Ao escolher iniciar o longa com uma cena calorosa entre familiares, Salles nos apresenta os Paiva em um momento de felicidade e harmonia, o que torna a quebra desse equilíbrio ainda mais comovente. Quando Rubens (interpretado por Selton Mello) é levado pelos militares, esse ambiente acolhedor se transforma em um espaço de silêncio e sombra. A direção de Salles sublinha essa transição, usando a mudança de tons e luzes para representar a entrada de Eunice e seus filhos em um mundo de incertezas e terror.
A presença constante dos agentes da ditadura à porta da família Paiva traz um sentimento de ameaça invisível e persistente. A violência, apesar de não ser explícita, se manifesta em formas mais sutis e psicológicas, permitindo ao público experimentar o mesmo desconforto que Eunice sente ao tentar proteger seus filhos. Salles evita a caracterização simplista dos militares como vilões, optando por mostrar a complexidade de um sistema em que até os soldados carregam traços de dúvida e conflito interno, o que aumenta o peso da história.

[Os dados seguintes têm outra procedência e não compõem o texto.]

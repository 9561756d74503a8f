//! Core error types for jetlag-core.
//!
//! Plan computation itself has very few failure modes: unknown zone symbols
//! degrade to UTC unless strict resolution is requested, and malformed time
//! strings are reported instead of being carried into the arithmetic.

use std::path::PathBuf;
use thiserror::Error;

/// Core error type for jetlag-core.
#[derive(Error, Debug)]
pub enum CoreError {
    /// Input validation errors
    #[error("Validation error: {0}")]
    Validation(#[from] ValidationError),

    /// Zone symbol missing from the offset table (strict resolution only)
    #[error("Unrecognized timezone symbol: '{symbol}'")]
    UnrecognizedZone { symbol: String },

    /// Configuration-related errors
    #[error("Configuration error: {0}")]
    Config(#[from] ConfigError),

    /// IO errors
    #[error("IO error: {0}")]
    Io(#[from] std::io::Error),

    /// Serialization/deserialization errors
    #[error("JSON error: {0}")]
    Json(#[from] serde_json::Error),
}

/// Validation errors.
#[derive(Error, Debug, Clone, PartialEq, Eq)]
pub enum ValidationError {
    /// A travel field could not be parsed
    #[error("Invalid input for '{field}': {message}")]
    InvalidInput { field: String, message: String },
}

impl ValidationError {
    pub fn invalid_input(field: impl Into<String>, message: impl Into<String>) -> Self {
        ValidationError::InvalidInput {
            field: field.into(),
            message: message.into(),
        }
    }
}

/// Configuration-specific errors.
#[derive(Error, Debug)]
pub enum ConfigError {
    /// Failed to load configuration
    #[error("Failed to load configuration from {path}: {message}")]
    LoadFailed { path: PathBuf, message: String },

    /// Failed to save configuration
    #[error("Failed to save configuration to {path}: {message}")]
    SaveFailed { path: PathBuf, message: String },

    /// Invalid configuration value
    #[error("Invalid configuration value for '{key}': {message}")]
    InvalidValue { key: String, message: String },

    /// Unknown configuration key
    #[error("Unknown configuration key: {0}")]
    UnknownKey(String),

    /// Home directory could not be determined
    #[error("Could not determine home directory")]
    NoHomeDir,
}

/// Result type alias for CoreError
pub type Result<T, E = CoreError> = std::result::Result<T, E>;
//! Plan assembly.
//!
//! [`JetLagPlanner`] composes the travel, light and sleep calculations into a
//! single [`JetLagPlan`].

mod planner;
mod report;

pub use planner::{calculate_jet_lag_plan, JetLagPlanner};

use serde::{Deserialize, Serialize};

use crate::light::{DaySchedule, LightExposureRecommendation};
use crate::sleep::SleepSchedule;
use crate::travel::Direction;

/// Flights longer than this add a day to the adjustment estimate.
pub const LONG_FLIGHT_HOURS: f64 = 12.0;

/// Differences above this many zones add a day to the adjustment estimate.
pub const LARGE_DIFFERENCE_ZONES: f64 = 8.0;

/// Complete jet lag plan for one trip.
#[derive(Debug, Clone, PartialEq, Serialize, Deserialize)]
#[serde(rename_all = "camelCase")]
pub struct JetLagPlan {
    /// Absolute offset difference in hours
    pub time_zones_difference: f64,
    pub direction: Direction,
    pub estimated_adjustment_days: u32,
    pub pre_travel_days: Vec<DaySchedule>,
    pub travel_day: Vec<LightExposureRecommendation>,
    pub post_travel_days: Vec<DaySchedule>,
    pub sleep_schedule: SleepSchedule,
    /// Flight duration on a common timeline, in hours
    pub flight_duration_hours: f64,
    /// Wall-clock arrival time at the destination ("HH:MM")
    pub arrival_local_time: String,
}

/// Days needed to fully adjust.
///
/// Base is `ceil(0.8 * difference)`, plus one for a long flight and one more
/// for a large difference. The base is computed in quarter-hour units so the
/// ceiling is exact for every offset in the table.
pub fn estimate_adjustment_days(zone_difference: f64, flight_duration_hours: f64) -> u32 {
    let zone_difference = zone_difference.abs();
    let quarters = (zone_difference * 4.0).round() as u32;
    // ceil(0.8 * q / 4) == ceil(q / 5)
    let mut days = quarters.div_ceil(5);
    if flight_duration_hours > LONG_FLIGHT_HOURS {
        days += 1;
    }
    if zone_difference > LARGE_DIFFERENCE_ZONES {
        days += 1;
    }
    days
}
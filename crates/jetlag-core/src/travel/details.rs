use serde::{Deserialize, Serialize};
use std::fmt;

/// Traveler input as collected by the front end.
///
/// Times are plain strings: `departure_time` is local to the departure zone,
/// `arrival_time` is local to the arrival zone, and the sleep window is given
/// as "HH:MM" clock times.
#[derive(Debug, Clone, PartialEq, Eq, Serialize, Deserialize)]
#[serde(rename_all = "camelCase")]
pub struct TravelDetails {
    pub departure_timezone: String,
    pub arrival_timezone: String,
    pub departure_time: String,
    pub arrival_time: String,
    pub usual_bedtime: String,
    pub usual_wake_time: String,
}

impl TravelDetails {
    pub fn new(
        departure_timezone: impl Into<String>,
        arrival_timezone: impl Into<String>,
        departure_time: impl Into<String>,
        arrival_time: impl Into<String>,
        usual_bedtime: impl Into<String>,
        usual_wake_time: impl Into<String>,
    ) -> Self {
        Self {
            departure_timezone: departure_timezone.into(),
            arrival_timezone: arrival_timezone.into(),
            departure_time: departure_time.into(),
            arrival_time: arrival_time.into(),
            usual_bedtime: usual_bedtime.into(),
            usual_wake_time: usual_wake_time.into(),
        }
    }
}

/// Direction of travel relative to the body clock.
#[derive(Debug, Clone, Copy, PartialEq, Eq, Hash, Serialize, Deserialize)]
#[serde(rename_all = "lowercase")]
pub enum Direction {
    Eastward,
    Westward,
}

impl Direction {
    /// Eastward only for a strictly positive difference; zero counts as westward.
    pub fn from_difference(signed_hours: f64) -> Self {
        if signed_hours > 0.0 {
            Direction::Eastward
        } else {
            Direction::Westward
        }
    }

    pub fn as_str(&self) -> &'static str {
        match self {
            Direction::Eastward => "eastward",
            Direction::Westward => "westward",
        }
    }
}

impl fmt::Display for Direction {
    fn fmt(&self, f: &mut fmt::Formatter<'_>) -> fmt::Result {
        f.write_str(self.as_str())
    }
}

#[cfg(test)]
mod tests {
    use super::*;

    #[test]
    fn direction_from_difference() {
        assert_eq!(Direction::from_difference(9.0), Direction::Eastward);
        assert_eq!(Direction::from_difference(0.5), Direction::Eastward);
        assert_eq!(Direction::from_difference(0.0), Direction::Westward);
        assert_eq!(Direction::from_difference(-3.0), Direction::Westward);
    }

    #[test]
    fn travel_details_uses_camel_case_json() {
        let details = TravelDetails::new("PST", "JST", "2024-03-10T13:00", "2024-03-11T17:00", "23:00", "07:00");
        let json = serde_json::to_value(&details).unwrap();
        assert_eq!(json["departureTimezone"], "PST");
        assert_eq!(json["usualWakeTime"], "07:00");

        let parsed: TravelDetails = serde_json::from_value(json).unwrap();
        assert_eq!(parsed, details);
    }

    #[test]
    fn direction_serializes_lowercase() {
        assert_eq!(serde_json::to_string(&Direction::Eastward).unwrap(), "\"eastward\"");
        assert_eq!(Direction::Westward.to_string(), "westward");
    }
}
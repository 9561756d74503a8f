//! TOML-based planner configuration.
//!
//! Stores user preferences including:
//! - Zone resolution mode (lenient or strict)
//! - Default sleep window used when a trip omits one
//! - Preferred output format
//!
//! Configuration is stored at `~/.config/jetlag/config.toml` unless the
//! `JETLAG_CONFIG` environment variable points elsewhere.

use serde::{Deserialize, Serialize};
use std::path::{Path, PathBuf};

use super::data_dir;
use crate::error::{ConfigError, Result};
use crate::travel::parse_clock;
use crate::zones::ZoneResolution;
use crate::JetLagPlanner;

/// Environment variable overriding the config file location.
pub const CONFIG_PATH_ENV: &str = "JETLAG_CONFIG";

/// Planner behavior.
#[derive(Debug, Clone, Default, PartialEq, Eq, Serialize, Deserialize)]
pub struct PlannerConfig {
    /// Reject zone symbols missing from the offset table.
    #[serde(default)]
    pub strict_zones: bool,
}

/// Fallback sleep window.
#[derive(Debug, Clone, PartialEq, Eq, Serialize, Deserialize)]
pub struct SleepConfig {
    #[serde(default = "default_bedtime")]
    pub default_bedtime: String,
    #[serde(default = "default_wake_time")]
    pub default_wake_time: String,
}

/// Output preferences.
#[derive(Debug, Clone, Default, PartialEq, Eq, Serialize, Deserialize)]
pub struct OutputConfig {
    /// Print plans as JSON instead of the text report.
    #[serde(default)]
    pub json: bool,
}

/// Application configuration.
#[derive(Debug, Clone, Default, PartialEq, Eq, Serialize, Deserialize)]
pub struct Config {
    #[serde(default)]
    pub planner: PlannerConfig,
    #[serde(default)]
    pub sleep: SleepConfig,
    #[serde(default)]
    pub output: OutputConfig,
}

fn default_bedtime() -> String {
    "23:00".into()
}
fn default_wake_time() -> String {
    "07:00".into()
}

impl Default for SleepConfig {
    fn default() -> Self {
        Self {
            default_bedtime: default_bedtime(),
            default_wake_time: default_wake_time(),
        }
    }
}

impl Config {
    fn get_json_value_by_path<'a>(
        root: &'a serde_json::Value,
        key: &str,
    ) -> Option<&'a serde_json::Value> {
        if key.is_empty() {
            return None;
        }

        let mut current = root;
        for part in key.split('.') {
            current = current.get(part)?;
        }
        Some(current)
    }

    fn set_json_value_by_path(
        root: &mut serde_json::Value,
        key: &str,
        value: &str,
    ) -> Result<(), ConfigError> {
        let unknown = || ConfigError::UnknownKey(key.to_string());
        let invalid = |message: String| ConfigError::InvalidValue {
            key: key.to_string(),
            message,
        };

        let mut parts = key.split('.').peekable();
        if key.is_empty() {
            return Err(unknown());
        }

        let mut current = root;
        while let Some(part) = parts.next() {
            if parts.peek().is_some() {
                current = current.get_mut(part).ok_or_else(unknown)?;
                continue;
            }

            let obj = current.as_object_mut().ok_or_else(unknown)?;
            let existing = obj.get(part).ok_or_else(unknown)?;

            let new_value = match existing {
                serde_json::Value::Bool(_) => serde_json::Value::Bool(
                    value
                        .parse::<bool>()
                        .map_err(|e| invalid(format!("cannot parse '{value}' as bool: {e}")))?,
                ),
                serde_json::Value::Object(_) => return Err(unknown()),
                _ => serde_json::Value::String(value.into()),
            };

            obj.insert(part.to_string(), new_value);
            return Ok(());
        }

        Err(unknown())
    }

    /// Location of the config file.
    ///
    /// # Errors
    ///
    /// Returns an error if the home directory cannot be determined.
    pub fn path() -> Result<PathBuf, ConfigError> {
        if let Ok(custom) = std::env::var(CONFIG_PATH_ENV) {
            if !custom.is_empty() {
                return Ok(PathBuf::from(custom));
            }
        }
        Ok(data_dir()?.join("config.toml"))
    }

    /// Load from the default location, falling back to defaults when the
    /// file does not exist yet.
    ///
    /// # Errors
    ///
    /// Returns an error if the config file exists but cannot be read or parsed.
    pub fn load() -> Result<Self> {
        Self::load_from(&Self::path()?)
    }

    /// Load from an explicit path.
    ///
    /// # Errors
    ///
    /// Returns an error if the file exists but cannot be read, parsed or
    /// fails validation.
    pub fn load_from(path: &Path) -> Result<Self> {
        let content = match std::fs::read_to_string(path) {
            Ok(content) => content,
            Err(e) if e.kind() == std::io::ErrorKind::NotFound => {
                tracing::debug!(path = %path.display(), "no config file, using defaults");
                return Ok(Self::default());
            }
            Err(e) => return Err(e.into()),
        };

        let cfg: Config = toml::from_str(&content).map_err(|e| ConfigError::LoadFailed {
            path: path.to_path_buf(),
            message: e.to_string(),
        })?;
        cfg.validate()?;
        Ok(cfg)
    }

    /// Persist to the default location.
    ///
    /// # Errors
    ///
    /// Returns an error if the config cannot be serialized or written to disk.
    pub fn save(&self) -> Result<()> {
        self.save_to(&Self::path()?)
    }

    /// Persist to an explicit path, creating parent directories as needed.
    ///
    /// # Errors
    ///
    /// Returns an error if the config cannot be serialized or written to disk.
    pub fn save_to(&self, path: &Path) -> Result<()> {
        let save_failed = |message: String| ConfigError::SaveFailed {
            path: path.to_path_buf(),
            message,
        };
        let content = toml::to_string_pretty(self).map_err(|e| save_failed(e.to_string()))?;
        if let Some(parent) = path.parent() {
            std::fs::create_dir_all(parent).map_err(|e| save_failed(e.to_string()))?;
        }
        std::fs::write(path, content).map_err(|e| save_failed(e.to_string()))?;
        Ok(())
    }

    /// Get a config value as string by dot-separated key.
    pub fn get(&self, key: &str) -> Option<String> {
        let json = serde_json::to_value(self).ok()?;
        let val = Self::get_json_value_by_path(&json, key)?;
        match val {
            serde_json::Value::String(s) => Some(s.clone()),
            serde_json::Value::Object(_) => None,
            other => Some(other.to_string()),
        }
    }

    /// Set a config value in memory by dot-separated key.
    ///
    /// # Errors
    ///
    /// Returns an error if the key is unknown or the value is invalid for it.
    pub fn set(&mut self, key: &str, value: &str) -> Result<()> {
        let mut json = serde_json::to_value(&*self)?;
        Self::set_json_value_by_path(&mut json, key, value)?;
        let updated: Config = serde_json::from_value(json)?;
        updated.validate()?;
        *self = updated;
        Ok(())
    }

    /// Check values that the type system cannot.
    ///
    /// # Errors
    ///
    /// Returns `InvalidValue` when a default sleep time is not "HH:MM".
    pub fn validate(&self) -> Result<(), ConfigError> {
        for (key, value) in [
            ("sleep.default_bedtime", &self.sleep.default_bedtime),
            ("sleep.default_wake_time", &self.sleep.default_wake_time),
        ] {
            parse_clock(key, value).map_err(|e| ConfigError::InvalidValue {
                key: key.to_string(),
                message: e.to_string(),
            })?;
        }
        Ok(())
    }

    pub fn zone_resolution(&self) -> ZoneResolution {
        if self.planner.strict_zones {
            ZoneResolution::Strict
        } else {
            ZoneResolution::Lenient
        }
    }

    /// Planner configured from these settings.
    pub fn planner(&self) -> JetLagPlanner {
        JetLagPlanner::new().with_resolution(self.zone_resolution())
    }
}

A atuação de Fernanda Torres como Eunice é um dos pilares do filme. Através de olhares e expressões, ela transmite o luto, o medo e a força de uma mãe que luta para preservar o que resta de sua família. Em cenas perturbadoras no Dops, ela enfrenta o peso da tortura psicológica e o desprezo dos agentes, tornando sua dor ainda mais palpável e angustiante. Essa escolha de Salles por um terror implícito transforma cada visita ao Dops em uma experiência arrebatadora, ampliada pelo som ambiente, que ecoa a brutalidade do regime sem recorrer a exageros visuais.
Ao longo do filme, Salles usa o silêncio e o isolamento da casa para simbolizar a perda da liberdade, não apenas física, mas emocional, experimentada por Eunice e seus filhos. A casa, que antes representava um espaço de conforto e proteção, torna-se uma prisão, onde cada ruído e cada sombra são lembranças de um sistema que destroça famílias e silencia vozes. Essa atmosfera opressiva se intensifica com a diminuição da música e a mudança na movimentação das câmeras, acentuando o efeito psicológico do período.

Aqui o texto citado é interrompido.